PROBLEM TO WORK ON ::
Beneath this line is the data. Output exactly the lines from the line with "pub async fn scan_folder(folder: &Path)" to the line with "let mut entries", both ends included, and nothing more.
(THE INPUT Opens)
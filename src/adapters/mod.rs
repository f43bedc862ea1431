// Adapters layer: concrete implementations of the domain ports.

pub mod memory;
pub mod postgres;
pub mod storage;

pub use memory::{InMemoryHandledSet, InMemorySimStore};
pub use postgres::PgSimStore;
pub use storage::LocalStorage;
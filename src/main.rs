use clap::Parser;
use sim_ingest::utils::error::ErrorSeverity;
use sim_ingest::utils::{logger, validation::Validate};
use sim_ingest::{
    AppConfig, CliArgs, FileProcessor, InMemoryHandledSet, InMemorySimStore, IngestError,
    IngestLoop, LocalStorage, PgSimStore, Result, SimStore,
};

#[tokio::main]
async fn main() {
    let args = CliArgs::parse();

    // 初始化日誌
    if args.json_logs {
        logger::init_json_logger(args.verbose);
    } else {
        logger::init_cli_logger(args.verbose);
    }

    tracing::info!("Starting SIM Data Processor...");
    if args.verbose {
        tracing::debug!("CLI args: {:?}", args);
    }

    if let Err(e) = run(args).await {
        tracing::error!(
            "❌ SIM Data Processor stopped: {} (Category: {:?}, Severity: {:?})",
            e,
            e.category(),
            e.severity()
        );
        tracing::error!("💡 Recovery suggestion: {}", e.recovery_suggestion());
        eprintln!("❌ {}", e.user_friendly_message());
        std::process::exit(exit_code(&e));
    }
}

async fn run(args: CliArgs) -> Result<()> {
    let config = AppConfig::load(args.config.as_deref())?;
    config.validate()?;
    tracing::info!("✅ Configuration loaded and validated successfully");

    let output = LocalStorage::new(config.output_folder.clone());

    if args.memory_store {
        tracing::warn!("⚠️ Using the in-memory store, records will not be persisted");
        return serve(InMemorySimStore::new(), output, &config, args.once).await;
    }

    let store = PgSimStore::connect(&config.database_url).await?;
    store.ensure_schema().await?;
    serve(store, output, &config, args.once).await
}

async fn serve<S: SimStore>(
    store: S,
    output: LocalStorage,
    config: &AppConfig,
    once: bool,
) -> Result<()> {
    let processor = FileProcessor::new(store, output);
    let mut ingest = IngestLoop::new(
        processor,
        InMemoryHandledSet::new(),
        config.input_folder.clone(),
        config.scan_interval,
    );

    if once {
        let summary = ingest.scan_once().await?;
        tracing::info!(
            "✅ Single scan done: {} processed, {} failed, {} deleted",
            summary.processed,
            summary.failed,
            summary.deleted
        );
        return Ok(());
    }

    ingest.run().await;
    Ok(())
}

fn exit_code(e: &IngestError) -> i32 {
    match e.severity() {
        ErrorSeverity::Medium => 2,
        ErrorSeverity::High => 1,
        ErrorSeverity::Critical => 3,
    }
}
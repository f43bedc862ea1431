use crate::core::processor::FileProcessor;
use crate::domain::ports::{HandledTracker, SimStore, Storage};
use crate::utils::error::{IngestError, Result};
use std::path::{Path, PathBuf};
use std::time::Duration;

/// Counts for one scanning pass.
#[derive(Debug, Clone, Copy, Default, PartialEq, Eq)]
pub struct ScanSummary {
    pub processed: usize,
    pub succeeded: usize,
    pub failed: usize,
    pub deleted: usize,
}

/// Polls the input folder forever: scan, hand new files to the processor, sleep.
pub struct IngestLoop<S: SimStore, St: Storage, T: HandledTracker> {
    processor: FileProcessor<S, St>,
    tracker: T,
    input_folder: PathBuf,
    scan_interval: Duration,
}

impl<S: SimStore, St: Storage, T: HandledTracker> IngestLoop<S, St, T> {
    pub fn new(
        processor: FileProcessor<S, St>,
        tracker: T,
        input_folder: impl Into<PathBuf>,
        scan_interval: Duration,
    ) -> Self {
        Self {
            processor,
            tracker,
            input_folder: input_folder.into(),
            scan_interval,
        }
    }

    pub fn processor(&self) -> &FileProcessor<S, St> {
        &self.processor
    }

    pub fn tracker(&self) -> &T {
        &self.tracker
    }

    /// Never returns; the process is stopped from outside.
    pub async fn run(&mut self) {
        tracing::info!(
            "🚀 Watching {} every {:?}",
            self.input_folder.display(),
            self.scan_interval
        );

        loop {
            if let Err(e) = self.scan_once().await {
                tracing::error!("❌ Error scanning folder: {}", e);
                tracing::error!("💡 Suggestion: {}", e.recovery_suggestion());
            }

            tokio::time::sleep(self.scan_interval).await;
        }
    }

    /// One scanning pass. Only a folder that cannot be listed is an error;
    /// per-file failures are logged and counted.
    pub async fn scan_once(&mut self) -> Result<ScanSummary> {
        let files = scan_folder(&self.input_folder).await?;
        let mut summary = ScanSummary::default();

        for file in files {
            if self.tracker.is_handled(&file) {
                tracing::info!("File is already processed, deleting: {}", file.display());
                match tokio::fs::remove_file(&file).await {
                    Ok(()) => summary.deleted += 1,
                    Err(e) => tracing::warn!("Failed to delete {}: {}", file.display(), e),
                }
                continue;
            }

            summary.processed += 1;
            match self.processor.process(&file).await {
                Ok(_) => summary.succeeded += 1,
                Err(e) => {
                    summary.failed += 1;
                    tracing::error!("❌ Error processing file {}: {}", file.display(), e);
                }
            }
            self.tracker.mark_handled(&file);
        }

        if summary.processed > 0 || summary.deleted > 0 {
            tracing::info!(
                "Scan finished: {} processed ({} ok, {} failed), {} deleted",
                summary.processed,
                summary.succeeded,
                summary.failed,
                summary.deleted
            );
        }

        Ok(summary)
    }
}

/// Lists the non-directory entries of `folder`, sorted by name.
pub async fn scan_folder(folder: &Path) -> Result<Vec<PathBuf>> {
    let scan_error = |source: std::io::Error| IngestError::Scan {
        path: folder.to_path_buf(),
        source,
    };

    let mut entries = tokio::fs::read_dir(folder).await.map_err(scan_error)?;
    let mut files = Vec::new();

    while let Some(entry) = entries.next_entry().await.map_err(scan_error)? {
        let file_type = match entry.file_type().await {
            Ok(file_type) => file_type,
            Err(e) => {
                tracing::warn!("Skipping {}: {}", entry.path().display(), e);
                continue;
            }
        };
        if !file_type.is_dir() {
            files.push(entry.path());
        }
    }

    files.sort();
    Ok(files)
}
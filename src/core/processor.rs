use crate::core::{parser, validator};
use crate::domain::model::{FileOutcome, ProcessingReport};
use crate::domain::ports::{SimStore, Storage};
use crate::utils::error::Result;
use std::path::{Path, PathBuf};

/// Runs parse → validate → persist for one input file and leaves an
/// `<stem>.ok` or `<stem>.nok` marker in the output storage.
pub struct FileProcessor<S: SimStore, St: Storage> {
    store: S,
    output: St,
}

impl<S: SimStore, St: Storage> FileProcessor<S, St> {
    pub fn new(store: S, output: St) -> Self {
        Self { store, output }
    }

    pub fn store(&self) -> &S {
        &self.store
    }

    pub async fn process(&self, path: &Path) -> Result<ProcessingReport> {
        tracing::info!("📥 Processing file: {}", path.display());
        let file = path.display().to_string();

        let data = match parser::parse_file(path).await {
            Ok(data) => data,
            Err(e) => {
                self.write_marker(path, FileOutcome::Nok).await;
                return Err(e);
            }
        };

        let data = match validator::validate(data, &self.store).await {
            Ok(data) => data,
            Err(e) => {
                self.write_marker(path, FileOutcome::Nok).await;
                return Err(e);
            }
        };

        // 不包交易：中途失敗時已寫入的資料會留著
        let mut inserted = 0;
        for record in &data.records {
            if let Err(e) = self.store.insert_record(record).await {
                tracing::error!(
                    "❌ Failed to insert IMSI {} after {} records: {}",
                    record.imsi,
                    inserted,
                    e
                );
                self.write_marker(path, FileOutcome::Nok).await;
                ProcessingReport::new(&file, &data, inserted, FileOutcome::Nok).log();
                return Err(e);
            }
            inserted += 1;
        }

        self.write_marker(path, FileOutcome::Ok).await;

        let report = ProcessingReport::new(file, &data, inserted, FileOutcome::Ok);
        report.log();
        Ok(report)
    }

    async fn write_marker(&self, input: &Path, outcome: FileOutcome) {
        let Some(name) = marker_name(input, outcome) else {
            tracing::error!("Cannot derive a marker name from {}", input.display());
            return;
        };

        match self.output.write_file(&name, &[]).await {
            Ok(()) => tracing::info!("🏁 Created result file: {}", name.display()),
            Err(e) => tracing::error!("Failed to create result file {}: {}", name.display(), e),
        }
    }
}

/// `inputs/batch_01.txt` → `batch_01.ok` / `batch_01.nok`
///
/// The stem is kept as raw `OsStr`, so names that are not valid UTF-8 still
/// get a marker. `None` only when the path has no file name at all.
pub fn marker_name(input: &Path, outcome: FileOutcome) -> Option<PathBuf> {
    let mut name = input.file_stem()?.to_os_string();
    name.push(".");
    name.push(outcome.extension());
    Some(PathBuf::from(name))
}
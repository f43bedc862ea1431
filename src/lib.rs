pub mod adapters;
pub mod config;
pub mod core;
pub mod domain;
pub mod utils;

#[cfg(feature = "cli")]
pub use config::CliArgs;
pub use config::AppConfig;

pub use adapters::{InMemoryHandledSet, InMemorySimStore, LocalStorage, PgSimStore};
pub use crate::core::{ingest_loop::IngestLoop, processor::FileProcessor};
pub use domain::ports::{HandledTracker, SimStore, Storage};
pub use utils::error::{IngestError, Result};
use clap::Parser;
use std::path::PathBuf;

#[derive(Debug, Clone, Parser)]
#[command(name = "sim-ingest")]
#[command(about = "Loads SIM provisioning batch files from a watched folder into the database")]
pub struct CliArgs {
    /// Optional TOML configuration file; environment variables override it
    #[arg(short, long)]
    pub config: Option<PathBuf>,

    /// Enable verbose output
    #[arg(short, long)]
    pub verbose: bool,

    /// Emit logs as JSON lines
    #[arg(long)]
    pub json_logs: bool,

    /// Run a single scan and exit
    #[arg(long)]
    pub once: bool,

    /// Keep records in memory instead of PostgreSQL (nothing is persisted)
    #[arg(long)]
    pub memory_store: bool,
}
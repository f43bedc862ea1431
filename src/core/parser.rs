//! Positional parser for SIM provisioning batch files.
//!
//! The layout comes from an upstream generator and is addressed purely by
//! line number:
//!
//! ```text
//! 1-6   header      "Quantity: 100"
//! 7     (comment)   "* INPUT VARIABLES"
//! 8-11  variables   "IMSI: 234100000000001"
//! 12    separator   "var_Out: PIN1/IMSI/PUK1/PIN2/PUK2/AAM1/KI_UMTS_ENC/ACC"
//! 13+   records     "1234,234100000000001,12345678,5678,87654321,0A,4F1D...,0001"
//! ```
//!
//! Within the first 12 lines any line containing `*` is skipped and leaves the
//! current section untouched.

use crate::domain::model::{FileData, SimRecord};
use crate::utils::error::{IngestError, Result};
use num_bigint::BigInt;
use std::ops::RangeInclusive;
use std::path::Path;

const SECTION_MARKER: char = '*';
const HEADER_LINES: RangeInclusive<usize> = 1..=6;
const VARIABLE_LINES: RangeInclusive<usize> = 8..=11;
const SEPARATOR_LINE: usize = 12;
const RECORD_FIELDS: usize = 8;

#[derive(Debug, Clone, Copy, PartialEq, Eq)]
enum Section {
    Header,
    Variables,
    Records,
}

fn section_for_line(line_no: usize) -> Section {
    if HEADER_LINES.contains(&line_no) {
        Section::Header
    } else if VARIABLE_LINES.contains(&line_no) {
        Section::Variables
    } else {
        // 第 7 行沒有 '*' 時也會落在這裡
        Section::Records
    }
}

/// Reads `path` and parses it. A read failure is reported as [`IngestError::FileRead`].
///
/// Bytes that are not valid UTF-8 are replaced with U+FFFD instead of failing
/// the whole file; header lines often carry Latin-1 customer names.
pub async fn parse_file(path: &Path) -> Result<FileData> {
    let bytes = tokio::fs::read(path)
        .await
        .map_err(|source| IngestError::FileRead {
            path: path.to_path_buf(),
            source,
        })?;
    parse(&String::from_utf8_lossy(&bytes))
}

pub fn parse(contents: &str) -> Result<FileData> {
    let mut data = FileData::default();
    let mut section: Option<Section> = None;

    for (idx, raw_line) in contents.lines().enumerate() {
        let line_no = idx + 1;
        let line = raw_line.trim();

        if line_no <= SEPARATOR_LINE {
            if line.contains(SECTION_MARKER) {
                continue;
            }
            section = Some(section_for_line(line_no));
        }

        match section {
            Some(Section::Header) => parse_header(line, &mut data),
            Some(Section::Variables) => parse_variables(line, &mut data),
            Some(Section::Records) => {
                if line_no == SEPARATOR_LINE {
                    continue;
                }
                let record = parse_record(line, line_no, &mut data)?;
                data.records.push(record);
            }
            None => {}
        }
    }

    if !data.records.is_empty() && parse_decimal(&data.header.starting_imsi).is_none() {
        tracing::warn!(
            "⚠️ Starting IMSI '{}' is not a decimal number, range checks ran against 0",
            data.header.starting_imsi
        );
    }

    tracing::debug!(
        "Parsed {} records (declared quantity {}, starting IMSI '{}')",
        data.records.len(),
        data.header.quantity,
        data.header.starting_imsi
    );

    Ok(data)
}

// "Quantity: 100"
fn parse_header(line: &str, data: &mut FileData) {
    let parts: Vec<&str> = line.split(':').collect();
    if parts.len() != 2 {
        return;
    }

    let key = parts[0].trim();
    let value = parts[1].trim();

    if key == "Quantity" {
        match value.parse::<usize>() {
            Ok(quantity) => data.header.quantity = quantity,
            Err(_) => tracing::warn!("Ignoring non-numeric Quantity value '{}'", value),
        }
    }
}

// "IMSI: 234100000000001"
fn parse_variables(line: &str, data: &mut FileData) {
    if !line.contains("IMSI") {
        return;
    }

    let parts: Vec<&str> = line.split(':').collect();
    if parts.len() == 2 {
        data.header.starting_imsi = parts[1].trim().to_string();
    } else {
        tracing::warn!("Starting IMSI value not found in '{}'", line);
    }
}

fn parse_record(line: &str, line_no: usize, data: &mut FileData) -> Result<SimRecord> {
    let fields: Vec<&str> = line.split(',').collect();
    if fields.len() < RECORD_FIELDS {
        return Err(IngestError::Parse {
            line: line_no,
            message: format!(
                "invalid SIM record format: expected {} fields, found {}",
                RECORD_FIELDS,
                fields.len()
            ),
        });
    }

    let imsi = fields[1];
    if !imsi_in_range(&data.header.starting_imsi, imsi, data.header.quantity) {
        tracing::debug!("IMSI {} on line {} is outside the declared range", imsi, line_no);
        data.validation.invalid_imsi_range_count += 1;
    }

    Ok(SimRecord {
        pin1: fields[0].to_string(),
        imsi: imsi.to_string(),
        puk1: fields[2].to_string(),
        pin2: fields[3].to_string(),
        puk2: fields[4].to_string(),
        aam1: fields[5].to_string(),
        ki_umts_enc: fields[6].to_string(),
        acc: fields[7].to_string(),
    })
}

fn parse_decimal(value: &str) -> Option<BigInt> {
    if value.is_empty() || !value.bytes().all(|b| b.is_ascii_digit()) {
        return None;
    }
    value.parse().ok()
}

/// Checks `imsi ∈ [starting_imsi, starting_imsi + quantity]`.
///
/// IMSIs routinely exceed 64 bits once prefixed, so the comparison is done on
/// big integers. A starting IMSI that does not parse counts as 0; an IMSI that
/// does not parse is never in range.
pub fn imsi_in_range(starting_imsi: &str, imsi: &str, quantity: usize) -> bool {
    let start = parse_decimal(starting_imsi).unwrap_or_default();
    let Some(value) = parse_decimal(imsi) else {
        return false;
    };

    let end = &start + BigInt::from(quantity);
    value >= start && value <= end
}
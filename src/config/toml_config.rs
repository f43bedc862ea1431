use crate::config::{config_error, parse_duration, AppConfig};
use crate::utils::error::{IngestError, Result};
use serde::{Deserialize, Serialize};
use std::path::{Path, PathBuf};

/// 設定檔格式，每個欄位都可省略
///
/// ```toml
/// [folders]
/// input = "./inputs"
/// output = "./outputs"
///
/// [scan]
/// interval = "30s"
///
/// [database]
/// url = "${DATABASE_URL}"
/// ```
#[derive(Debug, Clone, Default, Serialize, Deserialize)]
pub struct TomlConfig {
    pub folders: Option<FoldersConfig>,
    pub scan: Option<ScanConfig>,
    pub database: Option<DatabaseConfig>,
}

#[derive(Debug, Clone, Default, Serialize, Deserialize)]
pub struct FoldersConfig {
    pub input: Option<String>,
    pub output: Option<String>,
}

#[derive(Debug, Clone, Default, Serialize, Deserialize)]
pub struct ScanConfig {
    pub interval: Option<String>,
}

#[derive(Debug, Clone, Default, Serialize, Deserialize)]
pub struct DatabaseConfig {
    pub url: Option<String>,
}

impl TomlConfig {
    /// 從 TOML 檔案載入配置
    pub fn from_file<P: AsRef<Path>>(path: P) -> Result<Self> {
        let content = std::fs::read_to_string(&path).map_err(IngestError::IoError)?;
        Self::from_toml_str(&content)
    }

    /// 從 TOML 字串解析配置
    pub fn from_toml_str(content: &str) -> Result<Self> {
        let processed_content = Self::substitute_env_vars(content)?;

        toml::from_str(&processed_content).map_err(|e| IngestError::ConfigValidationError {
            field: "toml_parsing".to_string(),
            message: format!("TOML parsing error: {}", e),
        })
    }

    /// 替換環境變數 (例如 ${DATABASE_URL})，找不到的保留原樣
    fn substitute_env_vars(content: &str) -> Result<String> {
        use regex::Regex;
        let re = Regex::new(r"\$\{([^}]+)\}")
            .map_err(|e| config_error(format!("invalid substitution pattern: {}", e)))?;

        let result = re.replace_all(content, |caps: &regex::Captures| {
            let var_name = &caps[1];
            std::env::var(var_name).unwrap_or_else(|_| format!("${{{}}}", var_name))
        });

        Ok(result.to_string())
    }

    /// Copies every value present in the file over `config`.
    pub fn apply_to(&self, config: &mut AppConfig) -> Result<()> {
        if let Some(folders) = &self.folders {
            if let Some(input) = &folders.input {
                config.input_folder = PathBuf::from(input);
            }
            if let Some(output) = &folders.output {
                config.output_folder = PathBuf::from(output);
            }
        }

        if let Some(interval) = self.scan.as_ref().and_then(|s| s.interval.as_deref()) {
            config.scan_interval =
                parse_duration(interval).ok_or_else(|| IngestError::InvalidConfigValueError {
                    field: "scan.interval".to_string(),
                    value: interval.to_string(),
                    reason: "Expected a duration such as 30s, 1m30s or 500ms".to_string(),
                })?;
        }

        if let Some(url) = self.database.as_ref().and_then(|d| d.url.as_deref()) {
            if url.contains("${") {
                return Err(IngestError::MissingConfigError {
                    field: format!("database.url ({})", url),
                });
            }
            config.database_url = url.to_string();
        }

        Ok(())
    }
}

#[cfg(test)]
mod tests {
    use super::*;
    use std::io::Write;
    use std::time::Duration;
    use tempfile::NamedTempFile;

    #[test]
    fn test_parse_full_config() {
        let toml_content = r#"
[folders]
input = "/srv/sim/in"
output = "/srv/sim/out"

[scan]
interval = "1m"

[database]
url = "postgres://sim:sim@db:5432/sims"
"#;

        let file_config = TomlConfig::from_toml_str(toml_content).unwrap();
        let mut config = AppConfig::default();
        file_config.apply_to(&mut config).unwrap();

        assert_eq!(config.input_folder, PathBuf::from("/srv/sim/in"));
        assert_eq!(config.output_folder, PathBuf::from("/srv/sim/out"));
        assert_eq!(config.scan_interval, Duration::from_secs(60));
        assert_eq!(config.database_url, "postgres://sim:sim@db:5432/sims");
    }

    #[test]
    fn test_partial_config_keeps_defaults() {
        let file_config = TomlConfig::from_toml_str("[scan]\ninterval = \"5s\"\n").unwrap();
        let mut config = AppConfig::default();
        file_config.apply_to(&mut config).unwrap();

        assert_eq!(config.scan_interval, Duration::from_secs(5));
        assert_eq!(config.input_folder, PathBuf::from("./inputs"));
    }

    #[test]
    fn test_env_var_substitution() {
        std::env::set_var("SIM_INGEST_TEST_OUTPUT", "/tmp/sim-out");

        let toml_content = r#"
[folders]
output = "${SIM_INGEST_TEST_OUTPUT}"
"#;

        let file_config = TomlConfig::from_toml_str(toml_content).unwrap();
        assert_eq!(
            file_config.folders.unwrap().output.as_deref(),
            Some("/tmp/sim-out")
        );

        std::env::remove_var("SIM_INGEST_TEST_OUTPUT");
    }

    #[test]
    fn test_unresolved_database_url_is_rejected() {
        let toml_content = r#"
[database]
url = "${SIM_INGEST_TEST_UNSET_URL}"
"#;

        let file_config = TomlConfig::from_toml_str(toml_content).unwrap();
        let mut config = AppConfig::default();
        assert!(matches!(
            file_config.apply_to(&mut config),
            Err(IngestError::MissingConfigError { .. })
        ));
    }

    #[test]
    fn test_invalid_interval_in_file() {
        let file_config = TomlConfig::from_toml_str("[scan]\ninterval = \"often\"\n").unwrap();
        let mut config = AppConfig::default();
        assert!(file_config.apply_to(&mut config).is_err());
    }

    #[test]
    fn test_config_from_file() {
        let mut temp_file = NamedTempFile::new().unwrap();
        temp_file
            .write_all(b"[folders]\ninput = \"./batches\"\n")
            .unwrap();

        let file_config = TomlConfig::from_file(temp_file.path()).unwrap();
        assert_eq!(
            file_config.folders.unwrap().input.as_deref(),
            Some("./batches")
        );
    }

    #[test]
    fn test_invalid_toml() {
        assert!(matches!(
            TomlConfig::from_toml_str("[folders\ninput ="),
            Err(IngestError::ConfigValidationError { .. })
        ));
    }
}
(THE INPUT Closes)
EXERCISE ANSWER ::
pub async fn scan_folder(folder: &Path) -> Result<Vec<PathBuf>> {
    let scan_error = |source: std::io::Error| IngestError::Scan {
        path: folder.to_path_buf(),
        source,
    };

    let mut entries = tokio::fs::read_dir(folder).await.map_err(scan_error)?;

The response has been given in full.